* Data section:
= = = = =

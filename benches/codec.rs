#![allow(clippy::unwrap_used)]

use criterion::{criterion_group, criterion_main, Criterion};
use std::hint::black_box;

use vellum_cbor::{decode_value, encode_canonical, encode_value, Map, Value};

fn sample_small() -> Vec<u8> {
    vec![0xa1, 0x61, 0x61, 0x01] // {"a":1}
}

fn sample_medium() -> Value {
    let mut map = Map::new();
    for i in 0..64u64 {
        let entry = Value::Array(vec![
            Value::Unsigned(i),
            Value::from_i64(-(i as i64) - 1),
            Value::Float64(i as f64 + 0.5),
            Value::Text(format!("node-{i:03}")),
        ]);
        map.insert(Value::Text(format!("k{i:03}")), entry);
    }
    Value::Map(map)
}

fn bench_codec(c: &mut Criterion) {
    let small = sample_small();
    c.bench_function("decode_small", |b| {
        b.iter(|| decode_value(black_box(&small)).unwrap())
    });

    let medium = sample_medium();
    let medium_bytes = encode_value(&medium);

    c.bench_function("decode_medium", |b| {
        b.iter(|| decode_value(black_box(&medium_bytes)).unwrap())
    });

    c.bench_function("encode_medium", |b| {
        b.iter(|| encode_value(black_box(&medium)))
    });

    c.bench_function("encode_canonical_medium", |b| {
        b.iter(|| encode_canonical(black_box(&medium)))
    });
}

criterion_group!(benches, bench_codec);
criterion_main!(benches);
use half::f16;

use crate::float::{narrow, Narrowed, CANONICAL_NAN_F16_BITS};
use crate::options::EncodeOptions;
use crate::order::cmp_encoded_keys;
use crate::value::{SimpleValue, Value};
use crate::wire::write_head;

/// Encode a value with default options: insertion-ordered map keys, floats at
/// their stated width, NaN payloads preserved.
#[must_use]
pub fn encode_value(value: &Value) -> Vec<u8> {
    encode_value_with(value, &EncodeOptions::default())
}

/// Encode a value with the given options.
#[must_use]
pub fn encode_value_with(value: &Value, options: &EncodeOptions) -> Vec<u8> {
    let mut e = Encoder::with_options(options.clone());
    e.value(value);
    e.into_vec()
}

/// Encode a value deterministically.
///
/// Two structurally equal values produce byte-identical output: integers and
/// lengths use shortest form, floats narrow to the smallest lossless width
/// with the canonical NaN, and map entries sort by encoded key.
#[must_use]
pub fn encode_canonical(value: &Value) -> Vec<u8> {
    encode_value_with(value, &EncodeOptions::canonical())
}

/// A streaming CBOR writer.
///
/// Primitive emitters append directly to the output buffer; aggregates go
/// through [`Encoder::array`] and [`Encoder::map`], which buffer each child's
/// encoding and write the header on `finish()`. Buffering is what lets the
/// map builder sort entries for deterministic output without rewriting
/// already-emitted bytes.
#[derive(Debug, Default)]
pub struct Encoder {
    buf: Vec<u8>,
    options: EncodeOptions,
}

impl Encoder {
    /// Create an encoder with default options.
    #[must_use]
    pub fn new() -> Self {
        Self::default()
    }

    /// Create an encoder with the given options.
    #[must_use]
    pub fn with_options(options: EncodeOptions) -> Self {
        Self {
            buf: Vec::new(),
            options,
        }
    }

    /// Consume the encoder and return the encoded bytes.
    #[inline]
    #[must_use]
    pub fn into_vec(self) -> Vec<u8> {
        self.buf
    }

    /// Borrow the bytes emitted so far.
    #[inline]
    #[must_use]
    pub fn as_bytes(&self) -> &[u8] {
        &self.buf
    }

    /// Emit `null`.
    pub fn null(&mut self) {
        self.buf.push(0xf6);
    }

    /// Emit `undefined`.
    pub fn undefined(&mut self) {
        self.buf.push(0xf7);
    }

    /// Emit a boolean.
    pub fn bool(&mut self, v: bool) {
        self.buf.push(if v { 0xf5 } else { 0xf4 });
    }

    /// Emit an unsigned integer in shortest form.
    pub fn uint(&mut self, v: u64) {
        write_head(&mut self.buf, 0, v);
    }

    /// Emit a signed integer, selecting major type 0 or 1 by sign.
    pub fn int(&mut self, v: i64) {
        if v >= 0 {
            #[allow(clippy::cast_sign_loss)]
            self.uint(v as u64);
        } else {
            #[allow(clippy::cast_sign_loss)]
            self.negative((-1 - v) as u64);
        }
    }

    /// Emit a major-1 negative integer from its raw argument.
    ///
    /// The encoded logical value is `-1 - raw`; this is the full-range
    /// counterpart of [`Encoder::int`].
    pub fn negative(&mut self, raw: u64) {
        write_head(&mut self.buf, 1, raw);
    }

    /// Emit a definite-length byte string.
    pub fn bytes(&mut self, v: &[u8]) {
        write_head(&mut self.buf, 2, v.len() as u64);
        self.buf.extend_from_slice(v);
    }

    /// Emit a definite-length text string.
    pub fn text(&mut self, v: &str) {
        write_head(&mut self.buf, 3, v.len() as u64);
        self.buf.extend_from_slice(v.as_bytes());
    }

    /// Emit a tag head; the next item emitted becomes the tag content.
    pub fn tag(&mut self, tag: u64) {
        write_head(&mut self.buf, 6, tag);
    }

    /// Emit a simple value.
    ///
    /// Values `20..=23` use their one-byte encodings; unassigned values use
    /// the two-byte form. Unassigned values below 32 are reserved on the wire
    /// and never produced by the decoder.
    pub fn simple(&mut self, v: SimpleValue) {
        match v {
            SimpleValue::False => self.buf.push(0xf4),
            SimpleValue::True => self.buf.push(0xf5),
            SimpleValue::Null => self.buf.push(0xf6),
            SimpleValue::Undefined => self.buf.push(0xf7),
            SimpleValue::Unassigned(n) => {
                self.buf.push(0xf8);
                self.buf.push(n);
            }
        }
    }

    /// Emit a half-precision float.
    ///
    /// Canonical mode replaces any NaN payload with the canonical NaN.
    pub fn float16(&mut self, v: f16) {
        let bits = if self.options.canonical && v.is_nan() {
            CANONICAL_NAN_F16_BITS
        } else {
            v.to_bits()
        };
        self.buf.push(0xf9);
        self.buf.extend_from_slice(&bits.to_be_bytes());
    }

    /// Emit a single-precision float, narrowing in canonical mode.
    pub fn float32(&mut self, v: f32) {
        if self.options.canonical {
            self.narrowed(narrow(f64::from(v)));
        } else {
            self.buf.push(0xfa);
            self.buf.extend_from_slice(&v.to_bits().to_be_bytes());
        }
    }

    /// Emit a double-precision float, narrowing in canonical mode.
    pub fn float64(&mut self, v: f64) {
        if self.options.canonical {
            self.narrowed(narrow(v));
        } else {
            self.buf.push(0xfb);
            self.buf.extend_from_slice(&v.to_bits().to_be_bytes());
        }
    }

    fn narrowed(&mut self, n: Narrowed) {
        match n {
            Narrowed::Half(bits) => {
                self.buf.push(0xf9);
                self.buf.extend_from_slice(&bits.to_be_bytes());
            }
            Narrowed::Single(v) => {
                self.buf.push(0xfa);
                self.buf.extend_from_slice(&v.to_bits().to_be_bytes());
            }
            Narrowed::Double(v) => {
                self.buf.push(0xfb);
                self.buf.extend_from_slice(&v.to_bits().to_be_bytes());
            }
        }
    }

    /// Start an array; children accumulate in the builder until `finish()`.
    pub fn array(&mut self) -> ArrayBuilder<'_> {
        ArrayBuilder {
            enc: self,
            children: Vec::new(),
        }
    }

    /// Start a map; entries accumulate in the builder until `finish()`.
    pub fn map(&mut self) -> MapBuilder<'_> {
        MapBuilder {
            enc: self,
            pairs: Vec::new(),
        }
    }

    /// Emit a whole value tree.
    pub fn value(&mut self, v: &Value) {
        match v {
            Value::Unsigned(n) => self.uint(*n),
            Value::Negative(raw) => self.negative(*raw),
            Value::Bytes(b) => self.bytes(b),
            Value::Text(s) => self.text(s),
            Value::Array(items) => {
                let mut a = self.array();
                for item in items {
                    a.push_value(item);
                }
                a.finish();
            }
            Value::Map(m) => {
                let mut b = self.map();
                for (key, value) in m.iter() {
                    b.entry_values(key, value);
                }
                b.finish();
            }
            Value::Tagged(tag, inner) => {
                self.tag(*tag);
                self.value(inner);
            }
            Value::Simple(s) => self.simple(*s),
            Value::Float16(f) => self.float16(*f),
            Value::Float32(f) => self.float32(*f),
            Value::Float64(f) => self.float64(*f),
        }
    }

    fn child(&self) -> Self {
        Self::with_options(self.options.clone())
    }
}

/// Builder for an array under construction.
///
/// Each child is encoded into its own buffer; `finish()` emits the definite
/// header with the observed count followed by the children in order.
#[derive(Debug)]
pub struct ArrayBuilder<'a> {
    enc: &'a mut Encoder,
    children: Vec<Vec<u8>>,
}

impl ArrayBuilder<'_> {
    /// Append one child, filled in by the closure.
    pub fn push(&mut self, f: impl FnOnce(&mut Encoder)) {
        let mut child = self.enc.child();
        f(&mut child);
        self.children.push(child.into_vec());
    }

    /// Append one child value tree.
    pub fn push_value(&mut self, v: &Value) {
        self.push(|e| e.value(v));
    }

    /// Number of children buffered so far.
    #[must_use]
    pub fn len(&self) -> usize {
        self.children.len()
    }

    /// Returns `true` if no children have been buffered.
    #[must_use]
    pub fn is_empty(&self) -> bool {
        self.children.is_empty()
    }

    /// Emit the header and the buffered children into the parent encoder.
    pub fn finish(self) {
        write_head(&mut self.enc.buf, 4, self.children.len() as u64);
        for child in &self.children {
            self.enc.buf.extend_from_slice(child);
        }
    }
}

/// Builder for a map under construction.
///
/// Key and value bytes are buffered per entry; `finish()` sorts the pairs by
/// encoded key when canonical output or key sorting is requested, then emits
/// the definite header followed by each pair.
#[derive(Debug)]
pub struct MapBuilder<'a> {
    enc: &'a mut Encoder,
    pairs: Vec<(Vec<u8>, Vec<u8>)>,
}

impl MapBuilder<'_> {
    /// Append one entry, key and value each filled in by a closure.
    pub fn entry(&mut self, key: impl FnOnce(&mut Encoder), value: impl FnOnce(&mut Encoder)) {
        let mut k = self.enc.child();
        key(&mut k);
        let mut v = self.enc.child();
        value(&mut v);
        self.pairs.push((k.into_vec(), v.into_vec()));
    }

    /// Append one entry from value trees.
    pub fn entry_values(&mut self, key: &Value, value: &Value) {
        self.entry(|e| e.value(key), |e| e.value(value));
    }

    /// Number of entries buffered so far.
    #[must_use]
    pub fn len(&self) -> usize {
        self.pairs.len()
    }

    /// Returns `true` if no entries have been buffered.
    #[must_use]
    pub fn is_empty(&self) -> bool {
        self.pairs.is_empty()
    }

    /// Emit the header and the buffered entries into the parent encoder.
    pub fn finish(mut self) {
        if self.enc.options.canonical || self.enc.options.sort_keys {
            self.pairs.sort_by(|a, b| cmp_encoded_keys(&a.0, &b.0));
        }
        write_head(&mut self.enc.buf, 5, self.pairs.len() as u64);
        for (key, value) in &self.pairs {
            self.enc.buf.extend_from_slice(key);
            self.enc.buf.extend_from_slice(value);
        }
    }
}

= = = = =

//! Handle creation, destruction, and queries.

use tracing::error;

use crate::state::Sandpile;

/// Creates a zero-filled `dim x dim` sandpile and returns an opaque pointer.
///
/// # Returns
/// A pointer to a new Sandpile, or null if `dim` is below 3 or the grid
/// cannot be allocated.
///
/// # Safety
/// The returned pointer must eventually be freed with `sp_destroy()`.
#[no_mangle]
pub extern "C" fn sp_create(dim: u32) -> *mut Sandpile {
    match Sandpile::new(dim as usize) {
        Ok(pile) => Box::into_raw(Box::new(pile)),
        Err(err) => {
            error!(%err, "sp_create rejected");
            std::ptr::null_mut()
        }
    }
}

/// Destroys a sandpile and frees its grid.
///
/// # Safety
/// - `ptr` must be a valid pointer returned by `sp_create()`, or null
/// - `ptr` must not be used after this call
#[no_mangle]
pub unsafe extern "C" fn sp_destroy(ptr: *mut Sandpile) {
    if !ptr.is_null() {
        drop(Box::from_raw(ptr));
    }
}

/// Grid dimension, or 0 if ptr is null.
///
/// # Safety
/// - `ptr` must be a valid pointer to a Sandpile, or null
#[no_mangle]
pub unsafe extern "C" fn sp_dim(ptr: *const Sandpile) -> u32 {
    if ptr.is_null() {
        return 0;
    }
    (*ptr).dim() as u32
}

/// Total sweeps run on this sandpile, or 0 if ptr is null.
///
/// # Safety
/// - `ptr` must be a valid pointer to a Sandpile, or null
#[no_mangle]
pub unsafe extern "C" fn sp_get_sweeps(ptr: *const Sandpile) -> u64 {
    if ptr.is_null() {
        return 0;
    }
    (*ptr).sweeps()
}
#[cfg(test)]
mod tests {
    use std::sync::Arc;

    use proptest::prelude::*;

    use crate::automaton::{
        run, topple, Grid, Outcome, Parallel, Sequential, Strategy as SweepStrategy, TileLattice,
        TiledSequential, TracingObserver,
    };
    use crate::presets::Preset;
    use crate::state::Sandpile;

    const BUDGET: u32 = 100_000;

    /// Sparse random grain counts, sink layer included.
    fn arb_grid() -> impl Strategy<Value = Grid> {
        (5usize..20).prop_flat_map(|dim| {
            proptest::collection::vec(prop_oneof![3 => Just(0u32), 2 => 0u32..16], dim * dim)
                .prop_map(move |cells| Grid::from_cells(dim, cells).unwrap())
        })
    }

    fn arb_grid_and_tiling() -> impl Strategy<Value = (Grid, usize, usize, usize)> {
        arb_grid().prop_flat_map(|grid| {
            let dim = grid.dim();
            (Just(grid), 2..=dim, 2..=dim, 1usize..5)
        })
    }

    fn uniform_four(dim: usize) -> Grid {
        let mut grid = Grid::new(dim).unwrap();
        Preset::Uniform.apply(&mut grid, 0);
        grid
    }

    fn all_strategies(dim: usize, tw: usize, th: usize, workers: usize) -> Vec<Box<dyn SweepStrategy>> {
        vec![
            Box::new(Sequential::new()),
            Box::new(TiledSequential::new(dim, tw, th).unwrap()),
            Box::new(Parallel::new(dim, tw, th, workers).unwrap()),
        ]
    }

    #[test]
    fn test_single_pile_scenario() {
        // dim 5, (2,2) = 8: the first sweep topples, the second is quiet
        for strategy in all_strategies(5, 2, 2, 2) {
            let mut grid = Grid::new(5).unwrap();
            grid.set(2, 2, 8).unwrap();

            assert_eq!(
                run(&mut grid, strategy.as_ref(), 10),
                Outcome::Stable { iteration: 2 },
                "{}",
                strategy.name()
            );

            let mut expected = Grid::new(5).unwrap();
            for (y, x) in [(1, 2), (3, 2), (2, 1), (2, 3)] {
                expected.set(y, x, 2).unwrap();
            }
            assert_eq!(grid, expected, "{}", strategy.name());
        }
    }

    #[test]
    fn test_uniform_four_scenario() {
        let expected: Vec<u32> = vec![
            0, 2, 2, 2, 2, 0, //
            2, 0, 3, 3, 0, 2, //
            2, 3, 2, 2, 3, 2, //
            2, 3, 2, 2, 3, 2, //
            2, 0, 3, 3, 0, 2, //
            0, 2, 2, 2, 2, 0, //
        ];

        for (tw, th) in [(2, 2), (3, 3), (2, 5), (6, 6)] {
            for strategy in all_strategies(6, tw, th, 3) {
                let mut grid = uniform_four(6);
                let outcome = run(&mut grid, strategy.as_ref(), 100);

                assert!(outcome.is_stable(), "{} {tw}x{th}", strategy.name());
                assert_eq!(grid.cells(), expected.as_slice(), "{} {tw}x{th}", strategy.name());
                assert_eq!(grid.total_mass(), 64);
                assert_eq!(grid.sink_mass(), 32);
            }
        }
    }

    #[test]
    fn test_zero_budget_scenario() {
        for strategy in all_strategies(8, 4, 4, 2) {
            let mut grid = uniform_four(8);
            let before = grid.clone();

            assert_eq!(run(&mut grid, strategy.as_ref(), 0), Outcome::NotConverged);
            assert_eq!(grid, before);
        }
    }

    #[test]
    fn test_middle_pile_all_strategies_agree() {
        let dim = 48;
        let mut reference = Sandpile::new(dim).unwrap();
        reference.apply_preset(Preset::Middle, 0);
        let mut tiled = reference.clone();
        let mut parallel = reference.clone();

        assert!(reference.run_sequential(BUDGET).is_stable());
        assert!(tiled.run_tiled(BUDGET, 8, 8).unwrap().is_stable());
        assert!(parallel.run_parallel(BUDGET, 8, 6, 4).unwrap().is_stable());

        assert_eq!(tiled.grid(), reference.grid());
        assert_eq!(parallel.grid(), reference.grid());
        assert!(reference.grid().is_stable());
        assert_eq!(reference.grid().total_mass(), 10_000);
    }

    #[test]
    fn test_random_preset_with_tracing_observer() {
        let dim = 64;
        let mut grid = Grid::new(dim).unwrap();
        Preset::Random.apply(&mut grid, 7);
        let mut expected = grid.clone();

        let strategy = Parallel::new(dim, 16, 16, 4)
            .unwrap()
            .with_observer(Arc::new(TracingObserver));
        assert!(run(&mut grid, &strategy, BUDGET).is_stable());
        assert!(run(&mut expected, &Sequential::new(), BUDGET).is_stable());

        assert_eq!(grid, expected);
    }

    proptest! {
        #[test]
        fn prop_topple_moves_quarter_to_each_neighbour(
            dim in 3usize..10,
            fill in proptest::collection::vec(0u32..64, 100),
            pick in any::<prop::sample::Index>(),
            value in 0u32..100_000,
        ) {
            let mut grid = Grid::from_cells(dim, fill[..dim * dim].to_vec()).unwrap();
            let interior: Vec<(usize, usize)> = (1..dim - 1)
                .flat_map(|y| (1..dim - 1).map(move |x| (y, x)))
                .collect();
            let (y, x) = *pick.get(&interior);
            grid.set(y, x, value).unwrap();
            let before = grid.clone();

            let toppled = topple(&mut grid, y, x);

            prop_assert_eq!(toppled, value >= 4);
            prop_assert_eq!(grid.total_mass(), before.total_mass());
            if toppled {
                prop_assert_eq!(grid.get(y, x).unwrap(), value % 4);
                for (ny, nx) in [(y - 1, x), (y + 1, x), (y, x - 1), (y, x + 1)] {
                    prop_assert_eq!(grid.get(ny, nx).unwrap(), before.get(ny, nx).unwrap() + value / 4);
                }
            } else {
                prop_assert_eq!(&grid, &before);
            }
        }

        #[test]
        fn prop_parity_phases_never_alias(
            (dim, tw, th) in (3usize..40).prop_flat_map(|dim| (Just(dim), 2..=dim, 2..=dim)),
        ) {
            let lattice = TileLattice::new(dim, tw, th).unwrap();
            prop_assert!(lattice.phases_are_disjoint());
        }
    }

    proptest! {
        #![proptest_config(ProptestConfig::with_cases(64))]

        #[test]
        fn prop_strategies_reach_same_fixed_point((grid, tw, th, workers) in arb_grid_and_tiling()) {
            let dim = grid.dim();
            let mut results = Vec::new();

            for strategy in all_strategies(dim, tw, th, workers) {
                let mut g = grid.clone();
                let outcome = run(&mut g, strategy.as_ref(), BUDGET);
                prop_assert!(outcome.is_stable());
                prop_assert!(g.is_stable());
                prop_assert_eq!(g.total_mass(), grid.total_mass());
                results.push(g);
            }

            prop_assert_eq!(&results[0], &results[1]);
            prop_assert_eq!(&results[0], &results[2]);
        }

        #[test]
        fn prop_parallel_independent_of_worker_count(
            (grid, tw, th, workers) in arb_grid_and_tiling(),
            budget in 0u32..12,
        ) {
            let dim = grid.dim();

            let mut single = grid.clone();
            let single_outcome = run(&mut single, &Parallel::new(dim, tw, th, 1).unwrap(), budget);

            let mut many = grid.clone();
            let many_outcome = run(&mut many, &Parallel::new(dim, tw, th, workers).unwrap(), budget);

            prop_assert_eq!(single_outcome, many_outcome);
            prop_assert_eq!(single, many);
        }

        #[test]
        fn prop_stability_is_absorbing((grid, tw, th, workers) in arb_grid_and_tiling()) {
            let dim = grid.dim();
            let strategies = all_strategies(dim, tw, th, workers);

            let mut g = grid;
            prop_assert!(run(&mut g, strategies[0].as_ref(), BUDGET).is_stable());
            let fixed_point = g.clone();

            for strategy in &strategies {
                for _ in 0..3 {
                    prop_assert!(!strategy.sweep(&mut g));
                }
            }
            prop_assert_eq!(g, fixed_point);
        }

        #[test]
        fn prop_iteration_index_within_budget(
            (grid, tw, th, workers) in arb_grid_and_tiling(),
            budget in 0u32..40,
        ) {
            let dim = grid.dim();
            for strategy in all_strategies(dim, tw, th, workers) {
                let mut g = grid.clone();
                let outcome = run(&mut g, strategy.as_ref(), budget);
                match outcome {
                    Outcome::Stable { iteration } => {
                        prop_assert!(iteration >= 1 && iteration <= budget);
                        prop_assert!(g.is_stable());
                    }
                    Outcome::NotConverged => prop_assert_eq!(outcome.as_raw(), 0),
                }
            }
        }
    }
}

= = = = =

* Aim of the task:
Copy every line of the material in which the word "mode" occurs.

* Expected answer:
    /// Canonical mode replaces any NaN payload with the canonical NaN.
    /// Emit a single-precision float, narrowing in canonical mode.
    /// Emit a double-precision float, narrowing in canonical mode.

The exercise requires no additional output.